=== PROBLEM DETAILS ===
Your task is to output all the records below, word for word.

=== Collected data entries ===
<<<<

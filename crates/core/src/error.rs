use crate::types::DbId;

#[derive(Debug, thiserror::Error)]
pub enum CoreError {
    #[error("Entity not found: {entity} with id {id}")]
    NotFound { entity: &'static str, id: DbId },

    #[error("Validation failed: {0}")]
    Validation(String),

    #[error("Conflict: {0}")]
    Conflict(String),

    #[error("Internal error: {0}")]
    Internal(String),
}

>>>>

=== SOLUTION FOR THIS EXERCISE ===
filename crates/core/src/error.rs
use crate::types::DbId;

#[derive(Debug, thiserror::Error)]
pub enum CoreError {
    #[error("Entity not found: {entity} with id {id}")]
    NotFound { entity: &'static str, id: DbId },

    #[error("Validation failed: {0}")]
    Validation(String),

    #[error("Conflict: {0}")]
    Conflict(String),

    #[error("Internal error: {0}")]
    Internal(String),
}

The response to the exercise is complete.